I don’t make everything from scratch. Oh hellllls no.
Just wanted to clear that up.
Sometimes people think I’m like, the perfect Susie Homemaker over here.
I buy canned tomatoes and beans (BPA free, thank you very much.) I like getting salad greens in those big tubs, tripled washed and ready to go. When I need peanut butter I get in my new SUV and drive to the store instead of making my own.
Which pains me, it does, because I miss my Prius like crazy. However you cannot fit a toddler carseat, baby bucket car seat and 6’4″ husband in a Pruis so we recently had to trade in our beloved 55mpg vehicle for a gas guzzler that makes me feel like I belong inside a Dennis Leary song, sucking down quarter pounders, with brown baby seal eyes for headlights.
My point is, you gotta find a balance between doing absolutely everything yourself, the old-fashioned way and…y’know, having a life.
So when I first heard about home fermentation, I thought it was way, way beyond where I draw the line. Even as I learned more about the benefits of lacto-fermented food, I just could not bring myself to follow the long-winded directions.
Instead I bought Bubbies pickles and sauerkraut. You can do that too.
But really, how many pickles can you eat? How much of the same sauerkraut can you find room for in your diet?

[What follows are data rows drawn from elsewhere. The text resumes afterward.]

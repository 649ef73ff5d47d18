//! # quadlink-core - Core Domain Types
//!
//! Foundation crate for quadlink. Provides the session status vocabulary,
//! component event definitions, error handling, and the logging bootstrap.
//!
//! Sits at the bottom of the workspace: no internal dependencies, only
//! external crates (serde, thiserror, tracing).
//!
//! ## Public API
//!
//! ### Session Vocabulary (`types`)
//! - [`SessionStatus`] - Connection lifecycle status (Disconnected, Connecting,
//!   Connected, Streaming, Error)
//!
//! ### Component Events (`events`)
//! - [`LinkEvent`] - Inbound datagrams observed on the command channel
//! - [`PipelineEvent`] - Transcoder stderr lines and exit notifications
//! - [`TranscodeOutcome`] - Terminal outcome of one transcoder invocation
//! - [`PlaybackEvent`] - Readiness/failure reports from the playback surface
//!
//! ### Errors (`error`)
//! - [`Error`] - Error enum classified by originating subsystem
//! - [`ErrorCategory`] - Subsystem taxonomy (network, permission, transport,
//!   pipeline, playback)
//! - [`Result`] - Alias for `std::result::Result<T, Error>`
//! - [`ResultExt`] - Adds `.context()` to any fallible expression
//!
//! ## Prelude
//!
//! The usual imports in one line:
//! ```rust
//! use quadlink_core::prelude::*;
//! ```

pub mod error;
pub mod events;
pub mod logging;
pub mod types;

/// Common imports for the rest of the workspace
pub mod prelude {
    pub use super::error::{Error, Result, ResultExt};
    pub use tracing::{debug, error, info, instrument, trace, warn};
}

// Crate-root re-exports so callers rarely need the module paths
pub use error::{Error, ErrorCategory, Result, ResultExt};
pub use events::{LinkEvent, PipelineEvent, PlaybackEvent, TranscodeOutcome};
pub use types::SessionStatus;
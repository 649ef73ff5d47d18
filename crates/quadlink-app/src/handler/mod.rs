//! Handler module - TEA update function
//!
//! `update()` is the only place session status changes. It consumes one
//! message, mutates [`ConnState`](crate::state::ConnState), and hands any
//! side effects back as an [`UpdateAction`] for the engine to dispatch.

pub(crate) mod update;


use tokio::sync::watch;

use crate::message::Message;
use crate::state::AttemptId;

// The single entry point
pub use update::update;

/// Actions the engine should perform after update
#[derive(Debug, Clone)]
pub enum UpdateAction {
    /// Run a full connect attempt in the background:
    /// permission gate, preflight, channel open, handshake.
    ConnectAttempt {
        attempt: AttemptId,
        cancel_rx: watch::Receiver<bool>,
    },

    /// Launch the transcode pipeline for the live connection
    LaunchPipeline { attempt: AttemptId },
}

/// What one `update()` call asks the engine to do next
#[derive(Debug, Default)]
pub struct UpdateResult {
    /// Message to feed straight back through `update()`
    pub message: Option<Message>,
    /// Side effect for the engine to dispatch
    pub action: Option<UpdateAction>,
}

impl UpdateResult {
    pub fn none() -> Self {
        Self::default()
    }

    pub fn message(msg: Message) -> Self {
        Self {
            message: Some(msg),
            action: None,
        }
    }

    pub fn action(action: UpdateAction) -> Self {
        Self {
            message: None,
            action: Some(action),
        }
    }
}
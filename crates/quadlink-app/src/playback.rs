//! Playback surface bridge and the headless readiness probe
//!
//! Streaming is not declared when the transcoder starts serving; it is
//! declared when something actually consumes the re-muxed stream. An
//! embedding player reports that through [`PlaybackBridge`]; when the app
//! runs headless, [`spawn_probe`] is that consumer: a local HTTP client that
//! attaches to the stream endpoint, reports readiness on the first body
//! bytes, and keeps reading so a broken stream is noticed.

use std::time::Duration;

use futures_util::StreamExt;
use tokio::sync::{mpsc, watch};
use tokio::task::JoinHandle;

use quadlink_core::events::PlaybackEvent;
use quadlink_core::prelude::*;

use crate::message::Message;
use crate::state::AttemptId;

/// Retry cadence while the transcoder's HTTP listener is not up yet.
const PROBE_RETRY_DELAY: Duration = Duration::from_millis(500);

/// Connection attempts before the probe gives up. The listener only appears
/// once video ingest has started, so this bounds how long we wait for the
/// device to actually stream.
const PROBE_MAX_RETRIES: u32 = 20;

/// Connect timeout per probe attempt.
const PROBE_CONNECT_TIMEOUT: Duration = Duration::from_secs(2);

/// The playback surface's line into the orchestrator.
///
/// Carries the attempt it was created for; reports from a bridge that
/// outlived its session are dropped by the update layer.
#[derive(Debug, Clone)]
pub struct PlaybackBridge {
    attempt: AttemptId,
    msg_tx: mpsc::Sender<Message>,
}

impl PlaybackBridge {
    pub fn new(attempt: AttemptId, msg_tx: mpsc::Sender<Message>) -> Self {
        Self { attempt, msg_tx }
    }

    /// Report that the stream is being consumed.
    pub async fn ready(&self) {
        let _ = self
            .msg_tx
            .send(Message::Playback {
                attempt: self.attempt,
                event: PlaybackEvent::Ready,
            })
            .await;
    }

    /// Report a playback failure. Advisory: the stream endpoint stays up and
    /// a consumer may reattach.
    pub async fn playback_error(&self, detail: impl Into<String>) {
        let _ = self
            .msg_tx
            .send(Message::Playback {
                attempt: self.attempt,
                event: PlaybackEvent::Error {
                    detail: detail.into(),
                },
            })
            .await;
    }
}

/// Spawn the readiness probe against the local stream endpoint.
pub fn spawn_probe(
    bridge: PlaybackBridge,
    url: String,
    mut shutdown_rx: watch::Receiver<bool>,
) -> JoinHandle<()> {
    tokio::spawn(async move {
        tokio::select! {
            _ = probe_stream(&bridge, &url) => {}
            _ = shutdown_rx.changed() => {
                debug!("playback probe stopped by shutdown");
            }
        }
    })
}

/// Attach to the stream endpoint and consume it.
///
/// Connection refusals are expected at first: the transcoder opens its HTTP
/// listener only after ingest begins. Retries run on a fixed cadence until
/// the budget is spent.
async fn probe_stream(bridge: &PlaybackBridge, url: &str) {
    let client = match reqwest::Client::builder()
        .connect_timeout(PROBE_CONNECT_TIMEOUT)
        .build()
    {
        Ok(client) => client,
        Err(e) => {
            error!("failed to build probe client: {e}");
            bridge.playback_error(format!("probe client: {e}")).await;
            return;
        }
    };

    let mut last_error = String::new();
    for tries in 1..=PROBE_MAX_RETRIES {
        match client.get(url).send().await {
            Ok(response) => {
                consume_stream(bridge, response).await;
                return;
            }
            Err(e) => {
                last_error = e.to_string();
                trace!("probe connect {tries}/{PROBE_MAX_RETRIES} failed: {last_error}");
                tokio::time::sleep(PROBE_RETRY_DELAY).await;
            }
        }
    }

    warn!("stream endpoint never came up: {last_error}");
    bridge
        .playback_error(format!("stream endpoint never came up: {last_error}"))
        .await;
}

/// Read the response body until it breaks or ends.
///
/// The first chunk is the readiness signal. Everything after that is
/// consumed and discarded; we are standing in for a player, not saving
/// video.
async fn consume_stream(bridge: &PlaybackBridge, response: reqwest::Response) {
    let status = response.status();
    if !status.is_success() {
        warn!("stream endpoint answered {status}");
        bridge
            .playback_error(format!("stream endpoint answered {status}"))
            .await;
        return;
    }

    let mut stream = response.bytes_stream();
    let mut ready_sent = false;
    let mut consumed: u64 = 0;

    while let Some(chunk) = stream.next().await {
        match chunk {
            Ok(bytes) => {
                consumed += bytes.len() as u64;
                if !ready_sent {
                    info!("stream is live ({} bytes in first chunk)", bytes.len());
                    bridge.ready().await;
                    ready_sent = true;
                }
            }
            Err(e) => {
                warn!("stream read failed after {consumed} bytes: {e}");
                bridge.playback_error(format!("stream read failed: {e}")).await;
                return;
            }
        }
    }

    debug!("stream ended after {consumed} bytes");
    bridge.playback_error("stream ended").await;
}

// ─────────────────────────────────────────────────────────
// Tests
// ─────────────────────────────────────────────────────────

#[cfg(test)]
mod tests {
    use super::*;
    use tokio::io::AsyncWriteExt;
    use tokio::net::TcpListener;
    use tokio::time::timeout;

    const MSG_TIMEOUT: Duration = Duration::from_secs(3);

    fn attempt_id() -> AttemptId {
        AttemptId(7)
    }

    async fn expect_playback(rx: &mut mpsc::Receiver<Message>) -> PlaybackEvent {
        let message = timeout(MSG_TIMEOUT, rx.recv())
            .await
            .expect("playback message within deadline")
            .unwrap();
        match message {
            Message::Playback { attempt, event } => {
                assert_eq!(attempt, attempt_id());
                event
            }
            other => panic!("expected Playback message, got {other:?}"),
        }
    }

    #[tokio::test]
    async fn test_bridge_ready_tags_attempt() {
        let (msg_tx, mut msg_rx) = mpsc::channel(16);
        let bridge = PlaybackBridge::new(attempt_id(), msg_tx);

        bridge.ready().await;

        assert_eq!(expect_playback(&mut msg_rx).await, PlaybackEvent::Ready);
    }

    #[tokio::test]
    async fn test_bridge_error_carries_detail() {
        let (msg_tx, mut msg_rx) = mpsc::channel(16);
        let bridge = PlaybackBridge::new(attempt_id(), msg_tx);

        bridge.playback_error("demuxer stalled").await;

        match expect_playback(&mut msg_rx).await {
            PlaybackEvent::Error { detail } => assert_eq!(detail, "demuxer stalled"),
            other => panic!("expected Error event, got {other:?}"),
        }
    }

    #[tokio::test]
    async fn test_probe_reports_ready_on_first_data() {
        let listener = TcpListener::bind("127.0.0.1:0").await.unwrap();
        let port = listener.local_addr().unwrap().port();

        // Serve headers plus one chunk, then hold the stream open.
        tokio::spawn(async move {
            let (mut conn, _) = listener.accept().await.unwrap();
            conn.write_all(b"HTTP/1.1 200 OK\r\ncontent-type: video/mp4\r\n\r\n")
                .await
                .unwrap();
            conn.write_all(&[0u8; 1024]).await.unwrap();
            conn.flush().await.unwrap();
            tokio::time::sleep(Duration::from_secs(10)).await;
        });

        let (msg_tx, mut msg_rx) = mpsc::channel(16);
        let (_shutdown_tx, shutdown_rx) = watch::channel(false);
        spawn_probe(
            PlaybackBridge::new(attempt_id(), msg_tx),
            format!("http://127.0.0.1:{port}/"),
            shutdown_rx,
        );

        assert_eq!(expect_playback(&mut msg_rx).await, PlaybackEvent::Ready);
    }

    #[tokio::test]
    async fn test_probe_reports_error_when_stream_ends() {
        let listener = TcpListener::bind("127.0.0.1:0").await.unwrap();
        let port = listener.local_addr().unwrap().port();

        // Serve one chunk and close the connection.
        tokio::spawn(async move {
            let (mut conn, _) = listener.accept().await.unwrap();
            conn.write_all(b"HTTP/1.1 200 OK\r\ncontent-type: video/mp4\r\n\r\n")
                .await
                .unwrap();
            conn.write_all(&[0u8; 512]).await.unwrap();
            conn.flush().await.unwrap();
            conn.shutdown().await.unwrap();
        });

        let (msg_tx, mut msg_rx) = mpsc::channel(16);
        let (_shutdown_tx, shutdown_rx) = watch::channel(false);
        spawn_probe(
            PlaybackBridge::new(attempt_id(), msg_tx),
            format!("http://127.0.0.1:{port}/"),
            shutdown_rx,
        );

        assert_eq!(expect_playback(&mut msg_rx).await, PlaybackEvent::Ready);
        match expect_playback(&mut msg_rx).await {
            PlaybackEvent::Error { detail } => assert!(detail.contains("stream ended")),
            other => panic!("expected Error event, got {other:?}"),
        }
    }

    #[tokio::test]
    async fn test_probe_stops_on_shutdown() {
        let (msg_tx, mut msg_rx) = mpsc::channel(16);
        let (shutdown_tx, shutdown_rx) = watch::channel(false);

        // Nothing listens on the target; the probe would retry for seconds.
        let handle = spawn_probe(
            PlaybackBridge::new(attempt_id(), msg_tx),
            "http://127.0.0.1:9/".to_string(),
            shutdown_rx,
        );

        shutdown_tx.send(true).unwrap();
        timeout(Duration::from_secs(1), handle)
            .await
            .expect("probe must stop on shutdown")
            .unwrap();
        assert!(msg_rx.try_recv().is_err());
    }
}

Finally, I made the leap and here’s what I’ve found to be true:
- Some (not all) lacto-fermented foods are dead easy to make. I have no idea why most books make it sound so darn complicated! The recipe I’m sharing with you today takes about 5 minutes of hands-on time and no special equipment or starter cultures.
- You can save a buttload of money making it yourself.
- Once you understand the basics, you can create lots of variations to keep your palate interested.
- I haven’t had a single batch of anything go bad or moldy yet.
- When I eat fermented foods daily I noticed that my digestion moves a lot more smoothly and my immune system seems to work a lot better.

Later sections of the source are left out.